We’re still nearly a year from the 2018 midterms. That’s enough time for things to shift. Maybe Trump will grow more popular, for example. But historically, the environment doesn’t change much between this point in an election cycle and the midterms. So if you’re a Democrat, Tuesday’s Alabama result is just the latest special election sign that things are looking up heading into 2018.
3. Nate Cohn, New York Times:  
Over the last eight years, political analysts had come to think that Democrats were at a distinct disadvantage in midterm elections, since their younger and nonwhite coalition was less likely to turn out than older and white voters.
It is time to retire that notion.
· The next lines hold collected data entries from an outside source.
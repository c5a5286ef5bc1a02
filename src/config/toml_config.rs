use crate::core::window::DEFAULT_WINDOW_DAYS;
use crate::core::ConfigProvider;
use crate::utils::error::{Result, SyncError};
use crate::utils::validation::{
    validate_column_list, validate_email, validate_non_empty_string, validate_number_range,
    validate_positive_number, validate_url, Validate,
};
use regex::Regex;
use serde::{Deserialize, Serialize};
use std::path::Path;

pub const DEFAULT_SMTP_HOST: &str = "smtp.gmail.com";
/// A century; anything longer is a typo.
pub const MAX_WINDOW_DAYS: i64 = 36_500;

#[derive(Debug, Clone, Serialize, Deserialize)]
pub struct SyncConfig {
    pub source: SourceConfig,
    pub filter: FilterConfig,
    pub destination: DestinationConfig,
    pub mail: Option<MailConfig>,
}

#[derive(Debug, Clone, Serialize, Deserialize)]
pub struct SourceConfig {
    pub url: String,
    pub timeout_seconds: Option<u64>,
}

#[derive(Debug, Clone, Serialize, Deserialize)]
pub struct FilterConfig {
    pub date_field: String,
    pub columns: Vec<String>,
    pub window_days: Option<i64>,
}

#[derive(Debug, Clone, Serialize, Deserialize)]
pub struct DestinationConfig {
    pub name: String,
    /// Defaults to the mail recipient when unset.
    pub share_with: Option<String>,
}

#[derive(Debug, Clone, Serialize, Deserialize)]
pub struct MailConfig {
    pub smtp_host: Option<String>,
    pub smtp_port: Option<u16>,
}

impl SyncConfig {
    pub fn from_file<P: AsRef<Path>>(path: P) -> Result<Self> {
        let content = std::fs::read_to_string(&path).map_err(SyncError::IoError)?;
        Self::from_toml_str(&content)
    }

    pub fn from_toml_str(content: &str) -> Result<Self> {
        let processed_content = Self::substitute_env_vars(content)?;

        toml::from_str(&processed_content).map_err(|e| SyncError::ConfigError {
            message: format!("TOML parsing error: {}", e),
        })
    }

    /// Replaces `${VAR}` with the variable's value; unset variables are left as written.
    fn substitute_env_vars(content: &str) -> Result<String> {
        let re = Regex::new(r"\$\{([^}]+)\}").map_err(|e| SyncError::ConfigError {
            message: format!("env substitution pattern: {}", e),
        })?;

        let result = re.replace_all(content, |caps: &regex::Captures| {
            let var_name = &caps[1];
            std::env::var(var_name).unwrap_or_else(|_| format!("${{{}}}", var_name))
        });

        Ok(result.to_string())
    }

    pub fn validate_config(&self) -> Result<()> {
        validate_url("source.url", &self.source.url)?;
        if let Some(timeout) = self.source.timeout_seconds {
            validate_positive_number("source.timeout_seconds", timeout as i64, 1)?;
        }

        validate_non_empty_string("filter.date_field", &self.filter.date_field)?;
        validate_column_list("filter.columns", &self.filter.columns)?;
        if !self.filter.columns.contains(&self.filter.date_field) {
            return Err(SyncError::InvalidConfigValueError {
                field: "filter.columns".to_string(),
                value: self.filter.columns.join(", "),
                reason: format!("Must include the date field '{}'", self.filter.date_field),
            });
        }
        validate_number_range("filter.window_days", self.window_days(), 1, MAX_WINDOW_DAYS)?;

        validate_non_empty_string("destination.name", &self.destination.name)?;
        if let Some(identity) = &self.destination.share_with {
            validate_email("destination.share_with", identity)?;
        }

        if let Some(mail) = &self.mail {
            if let Some(host) = &mail.smtp_host {
                validate_non_empty_string("mail.smtp_host", host)?;
            }
        }

        Ok(())
    }

    pub fn window_days(&self) -> i64 {
        self.filter.window_days.unwrap_or(DEFAULT_WINDOW_DAYS)
    }

    pub fn timeout_seconds(&self) -> Option<u64> {
        self.source.timeout_seconds
    }

    pub fn smtp_host(&self) -> &str {
        self.mail
            .as_ref()
            .and_then(|m| m.smtp_host.as_deref())
            .unwrap_or(DEFAULT_SMTP_HOST)
    }

    pub fn smtp_port(&self) -> Option<u16> {
        self.mail.as_ref().and_then(|m| m.smtp_port)
    }
}

impl ConfigProvider for SyncConfig {
    fn source_url(&self) -> &str {
        &self.source.url
    }

    fn date_field(&self) -> &str {
        &self.filter.date_field
    }

    fn columns(&self) -> &[String] {
        &self.filter.columns
    }

    fn window_days(&self) -> i64 {
        self.window_days()
    }

    fn destination_name(&self) -> &str {
        &self.destination.name
    }

    fn share_with(&self) -> Option<&str> {
        self.destination.share_with.as_deref()
    }
}

impl Validate for SyncConfig {
    fn validate(&self) -> Result<()> {
        self.validate_config()
    }
}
Tuesday in Alabama, Democrats benefited from strong turnout that plainly exceeded midterm levels, while white working-class Republicans voted in weaker numbers. It was enough to send Doug Jones to the Senate instead of Roy Moore, in one of the reddest states in the country.
This has been a pattern in all of this year’s major special elections, as well as in the Virginia general election. It is consistent with a long-term trend toward stronger turnout by the party out of power in off-year elections. It also suggests that President Trump’s less educated and affluent version of the Republican coalition has eroded the party’s traditional turnout advantage.
It's increasingly looking like the real question is not whether there will be a Democratic wave, but how big that Democratic wave will be. That's a happy thought, perhaps enough to put a spring in your step in what has been a dark time.